README.md

# Nunchaku INT4 FLUX.1 Depth/Canny-to-Image Demo

![demo](https://huggingface.co/mit-han-lab/nunchaku-artifacts/resolve/main/nunchaku/app/flux.1/depth_canny/assets/demo.jpg)

This interactive Gradio application transforms your uploaded image into a different style based on a text prompt. The generated image preserves either the depth map or Canny edge of the original image, depending on the selected model.

The base models are:

- [FLUX.1-Depth-dev](https://huggingface.co/black-forest-labs/FLUX.1-Depth-dev) (preserves depth map)
- [FLUX.1-Canny-dev](https://huggingface.co/black-forest-labs/FLUX.1-Canny-dev) (preserves Canny edge)
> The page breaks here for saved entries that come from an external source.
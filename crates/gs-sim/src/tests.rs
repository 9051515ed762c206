//! Unit tests for gs-sim.

use gs_core::{BaselinePixel, KpiKind, PixelIndex, PixelRecord, ScenarioKey, SectorId, SiteId, SiteSet};

use crate::{simulate, SwitchOffTable};

// ── Helpers ───────────────────────────────────────────────────────────────────

fn record(pixel: u64, site: &str, served: Option<f64>, rsrp: Option<f64>, samples: Option<u32>) -> PixelRecord {
    PixelRecord {
        pixel_index:       PixelIndex(pixel),
        latitude:          40.0 + pixel as f64 * 0.001,
        longitude:         -3.0,
        site_id:           SiteId::from(site),
        sector_id:         SectorId::new(format!("{site}_1")),
        signal_level:      rsrp,
        quality_index:     rsrp.map(|r| (r + 130.0) / 6.0),
        served_demand:     served,
        latent_demand:     None,
        capacity_demand:   None,
        churn_probability: None,
        user_throughput:   None,
        sample_count:      samples,
        scenario:          ScenarioKey::new(1.0, 0, 2025),
    }
}

fn base(pixel: u64, value: Option<f64>) -> BaselinePixel {
    BaselinePixel {
        pixel_index:   PixelIndex(pixel),
        latitude:      40.0 + pixel as f64 * 0.001,
        longitude:     -3.0,
        signal_level:  Some(-80.0),
        quality_index: Some(9.0),
        value,
    }
}

fn sites(codes: &[&str]) -> SiteSet {
    codes.iter().copied().collect()
}

// ── Aggregation ───────────────────────────────────────────────────────────────

#[cfg(test)]
mod aggregate {
    use super::*;
    use crate::aggregate_switch_off;

    #[test]
    fn two_sector_pixel_offload() {
        let records = [
            record(1, "A", Some(10.0), Some(-80.0), Some(40)),
            record(1, "B", Some(5.0), Some(-90.0), Some(20)),
        ];
        let table = aggregate_switch_off(&records, &sites(&["A"]));
        let agg = table.get(&PixelIndex(1)).unwrap();
        assert_eq!(agg.traffic_switched_off, 10.0);
        assert_eq!(agg.traffic_remaining, 5.0);
        assert!(!agg.coverage_loss);
        assert_eq!(agg.offload_coefficient, Some(3.0));
        assert_eq!(agg.reallocated_signal_level, Some(-90.0));
    }

    #[test]
    fn only_affected_pixels_are_aggregated() {
        let records = [
            record(1, "A", Some(1.0), None, None),
            record(2, "B", Some(1.0), None, None),
        ];
        let table = aggregate_switch_off(&records, &sites(&["A"]));
        assert_eq!(table.len(), 1);
        assert!(table.get(&PixelIndex(2)).is_none());
    }

    #[test]
    fn weighting_skips_sectors_without_samples() {
        let records = [
            record(1, "A", Some(1.0), Some(-70.0), Some(5)),
            record(1, "B", Some(1.0), Some(-80.0), Some(30)),
            record(1, "C", Some(1.0), Some(-100.0), Some(10)),
            record(1, "D", Some(1.0), Some(-50.0), None),
            record(1, "E", Some(1.0), Some(-40.0), Some(0)),
        ];
        let agg = *aggregate_switch_off(&records, &sites(&["A"])).get(&PixelIndex(1)).unwrap();
        // (-80·30 + -100·10) / 40
        assert_eq!(agg.reallocated_signal_level, Some(-85.0));
    }

    #[test]
    fn no_weighted_sector_leaves_radio_undefined() {
        let records = [
            record(1, "A", Some(1.0), Some(-70.0), Some(5)),
            record(1, "B", Some(2.0), None, Some(30)),
        ];
        let agg = *aggregate_switch_off(&records, &sites(&["A"])).get(&PixelIndex(1)).unwrap();
        assert!(!agg.coverage_loss);
        assert_eq!(agg.reallocated_signal_level, None);
        assert_eq!(agg.reallocated_quality_index, None);
    }

    #[test]
    fn missing_served_demand_counts_as_zero() {
        let records = [
            record(1, "A", None, Some(-70.0), Some(5)),
            record(1, "B", None, Some(-80.0), Some(5)),
        ];
        let agg = *aggregate_switch_off(&records, &sites(&["A"])).get(&PixelIndex(1)).unwrap();
        assert_eq!(agg.traffic_switched_off, 0.0);
        assert!(agg.coverage_loss);
        assert_eq!(agg.offload_coefficient, None);
    }

    #[test]
    fn empty_site_set_gives_empty_table() {
        let records = [record(1, "A", Some(1.0), None, None)];
        assert!(aggregate_switch_off(&records, &SiteSet::new()).is_empty());
    }

    #[test]
    fn rows_are_sorted_by_pixel() {
        let records = [
            record(9, "A", Some(1.0), None, None),
            record(3, "A", Some(1.0), None, None),
            record(5, "A", Some(1.0), None, None),
        ];
        let table = aggregate_switch_off(&records, &sites(&["A"]));
        let order: Vec<u64> = table.iter().map(|r| r.pixel_index.0).collect();
        assert_eq!(order, vec![3, 5, 9]);
        assert_eq!(table.coverage_loss_count(), 3);
    }
}

// ── Simulation ────────────────────────────────────────────────────────────────

#[cfg(test)]
mod engine {
    use super::*;
    use crate::adjust_value;

    #[test]
    fn throughput_divided_by_offload() {
        let records = [
            record(1, "A", Some(10.0), Some(-80.0), Some(40)),
            record(1, "B", Some(5.0), Some(-90.0), Some(20)),
        ];
        let out = simulate(&records, &[base(1, Some(9.0))], &sites(&["A"]), KpiKind::UserThroughput);
        let p = out.get(PixelIndex(1)).unwrap();
        assert_eq!(p.value, Some(3.0));
        assert!(!p.coverage_loss);
    }

    #[test]
    fn demand_multiplied_by_offload() {
        let records = [
            record(1, "A", Some(10.0), None, None),
            record(1, "B", Some(5.0), None, None),
        ];
        for kpi in [KpiKind::ChurnProbability, KpiKind::ServedDemand, KpiKind::LatentDemand, KpiKind::RevenuePotential] {
            let out = simulate(&records, &[base(1, Some(2.0))], &sites(&["A"]), kpi);
            assert_eq!(out.pixels[0].value, Some(6.0), "{kpi}");
        }
    }

    #[test]
    fn identity_kpis_unchanged() {
        let records = [
            record(1, "A", Some(10.0), None, None),
            record(1, "B", Some(5.0), None, None),
        ];
        for kpi in [KpiKind::CapacityDemand, KpiKind::Roi, KpiKind::Npv, KpiKind::TimeToCongestion] {
            let out = simulate(&records, &[base(1, Some(0.25))], &sites(&["A"]), kpi);
            assert_eq!(out.pixels[0].value, Some(0.25), "{kpi}");
        }
    }

    #[test]
    fn signal_and_quality_reallocated() {
        let records = [
            record(1, "A", Some(10.0), Some(-70.0), Some(10)),
            record(1, "B", Some(5.0), Some(-94.0), Some(10)),
        ];
        let s = sites(&["A"]);
        let rsrp = simulate(&records, &[base(1, Some(-70.0))], &s, KpiKind::SignalLevel);
        assert_eq!(rsrp.pixels[0].value, Some(-94.0));
        let cqi = simulate(&records, &[base(1, Some(10.0))], &s, KpiKind::QualityIndex);
        assert_eq!(cqi.pixels[0].value, Some(6.0));
    }

    #[test]
    fn only_serving_site_removed_is_coverage_loss() {
        let records = [record(1, "A", Some(10.0), Some(-80.0), Some(40))];
        let out = simulate(&records, &[base(1, Some(9.0))], &sites(&["A"]), KpiKind::UserThroughput);
        assert!(out.pixels[0].coverage_loss);
        assert_eq!(out.pixels[0].value, None);
        assert_eq!(out.coverage_loss_count(), 1);
    }

    #[test]
    fn unaffected_pixels_pass_through() {
        let records = [
            record(1, "A", Some(10.0), None, None),
            record(1, "B", Some(5.0), None, None),
        ];
        let baseline = [base(1, Some(9.0)), base(2, Some(4.0))];
        let out = simulate(&records, &baseline, &sites(&["A"]), KpiKind::UserThroughput);
        assert_eq!(out.pixels.len(), 2);
        assert_eq!(out.get(PixelIndex(2)).unwrap().value, Some(4.0));
        assert!(!out.get(PixelIndex(2)).unwrap().coverage_loss);
    }

    #[test]
    fn affected_pixel_missing_from_baseline_produces_nothing() {
        let records = [
            record(7, "A", Some(10.0), None, None),
            record(7, "B", Some(5.0), None, None),
        ];
        let out = simulate(&records, &[base(1, Some(9.0))], &sites(&["A"]), KpiKind::UserThroughput);
        assert_eq!(out.aggregates.len(), 1);
        assert_eq!(out.pixels.len(), 1);
        assert!(out.get(PixelIndex(7)).is_none());
    }

    #[test]
    fn empty_site_set_is_baseline() {
        let records = [record(1, "A", Some(10.0), None, None)];
        let baseline = [base(1, Some(9.0)), base(2, None)];
        let out = simulate(&records, &baseline, &SiteSet::new(), KpiKind::UserThroughput);
        assert!(out.aggregates.is_empty());
        assert_eq!(out.pixels[0].value, Some(9.0));
        assert_eq!(out.pixels[1].value, None);
        assert_eq!(out.coverage_loss_count(), 0);
    }

    #[test]
    fn output_follows_baseline_order() {
        let records = [
            record(1, "A", Some(1.0), None, None),
            record(1, "B", Some(1.0), None, None),
            record(2, "A", Some(1.0), None, None),
        ];
        let baseline = [base(3, Some(1.0)), base(2, Some(1.0)), base(1, Some(1.0))];
        let out = simulate(&records, &baseline, &sites(&["A"]), KpiKind::ServedDemand);
        let order: Vec<u64> = out.pixels.iter().map(|p| p.pixel_index.0).collect();
        assert_eq!(order, vec![3, 2, 1]);
        assert_eq!(out.samples().len(), 3);
    }

    #[test]
    fn adjust_missing_baseline_value() {
        let records = [
            record(1, "A", Some(10.0), None, None),
            record(1, "B", Some(5.0), None, None),
        ];
        let table = crate::aggregate_switch_off(&records, &sites(&["A"]));
        let agg = table.get(&PixelIndex(1)).unwrap();
        assert_eq!(adjust_value(KpiKind::UserThroughput, None, agg), None);
        assert_eq!(adjust_value(KpiKind::Npv, None, agg), None);
    }
}

// ── Randomized invariants ─────────────────────────────────────────────────────

#[cfg(test)]
mod invariants {
    use super::*;
    use rand::rngs::SmallRng;
    use rand::{Rng, SeedableRng};

    const SITES: [&str; 6] = ["A", "B", "C", "D", "E", "F"];

    fn random_records(rng: &mut SmallRng, pixels: u64) -> Vec<PixelRecord> {
        let mut out = Vec::new();
        for pixel in 0..pixels {
            let n = rng.gen_range(1..=4);
            for site in SITES.iter().take(n) {
                let served = rng.gen_bool(0.8).then(|| rng.gen_range(0.0..20.0));
                let rsrp = rng.gen_bool(0.9).then(|| rng.gen_range(-120.0..-60.0));
                let samples = rng.gen_bool(0.9).then(|| rng.gen_range(0..50));
                out.push(record(pixel, site, served, rsrp, samples));
            }
        }
        out
    }

    fn check(table: &SwitchOffTable, records: &[PixelRecord], removed: &SiteSet) {
        for agg in table {
            let survivors: Vec<&PixelRecord> = records
                .iter()
                .filter(|r| r.pixel_index == agg.pixel_index && !removed.contains(&r.site_id))
                .collect();

            // Zero remaining traffic ⇔ coverage loss ⇔ no offload coefficient.
            assert_eq!(agg.coverage_loss, agg.traffic_remaining == 0.0);
            assert_eq!(agg.offload_coefficient.is_some(), !agg.coverage_loss);

            if let Some(k) = agg.offload_coefficient {
                let lhs = agg.traffic_switched_off + agg.traffic_remaining;
                let rhs = k * agg.traffic_remaining;
                assert!((lhs - rhs).abs() <= 1e-9 * lhs.max(1.0), "{lhs} vs {rhs}");
            }

            if let Some(rsrp) = agg.reallocated_signal_level {
                let weighted = survivors
                    .iter()
                    .filter(|r| r.sample_count.is_some_and(|n| n > 0))
                    .filter_map(|r| r.signal_level);
                let (lo, hi) = weighted.fold((f64::MAX, f64::MIN), |(lo, hi), v| (lo.min(v), hi.max(v)));
                assert!(rsrp >= lo - 1e-9 && rsrp <= hi + 1e-9, "{rsrp} not in [{lo}, {hi}]");
            }
        }
    }

    #[test]
    fn seeded_random_switch_offs() {
        let mut rng = SmallRng::seed_from_u64(0x5eed);
        for _ in 0..50 {
            let records = random_records(&mut rng, 40);
            let removed: SiteSet = SITES
                .iter()
                .filter(|_| rng.gen_bool(0.3))
                .copied()
                .collect();
            let baseline: Vec<BaselinePixel> = (0..40).map(|p| base(p, Some(5.0))).collect();
            let out = simulate(&records, &baseline, &removed, KpiKind::UserThroughput);
            check(&out.aggregates, &records, &removed);

            for p in &out.pixels {
                if p.coverage_loss {
                    assert_eq!(p.value, None);
                }
            }
        }
    }
}

// ── Export ────────────────────────────────────────────────────────────────────

#[cfg(test)]
mod export {
    use super::*;
    use crate::{aggregate_switch_off, write_aggregates_csv, write_aggregates_writer};

    #[test]
    fn csv_columns_and_missing_values() {
        let records = [
            record(1, "A", Some(10.0), Some(-80.0), Some(40)),
            record(1, "B", Some(5.0), Some(-90.0), Some(20)),
            record(2, "A", Some(4.0), None, None),
        ];
        let table = aggregate_switch_off(&records, &sites(&["A"]));
        let mut buf = Vec::new();
        write_aggregates_writer(&table, &mut buf).unwrap();
        let text = String::from_utf8(buf).unwrap();
        let lines: Vec<&str> = text.lines().collect();
        assert_eq!(
            lines[0],
            "index,traffic_switched_off,traffic_remaining,offload_coef,coverage_loss,geo_rsrp_realloc,geo_cqi_realloc"
        );
        assert!(lines[1].starts_with("1,10,5,3,0,-90,"));
        assert_eq!(lines[2], "2,4,0,,1,,");
    }

    #[test]
    fn csv_file_written() {
        let dir = tempfile::tempdir().unwrap();
        let path = dir.path().join("sw_off_aggr.csv");
        write_aggregates_csv(&SwitchOffTable::default(), &path).unwrap();
        let text = std::fs::read_to_string(&path).unwrap();
        assert_eq!(text.lines().count(), 1);
    }
}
First you need to install some dependencies:

```shell
pip install git+https://github.com/asomoza/image_gen_aux.git
pip install controlnet_aux mediapipe
```

Then run:

```shell
python run_gradio.py
```

- By default, the model is `FLUX.1-Depth-dev`. You can add `-m canny` to switch to `FLUX.1-Canny-dev`.
- The demo loads the Gemma-2B model as a safety checker by default. To disable this feature, use `--no-safety-checker`.
- To further reduce GPU memory usage, you can enable the W4A16 text encoder by specifying `--use-qencoder`.
- By default, we use our INT4 model. Use `-p bf16` to switch to the BF16 model.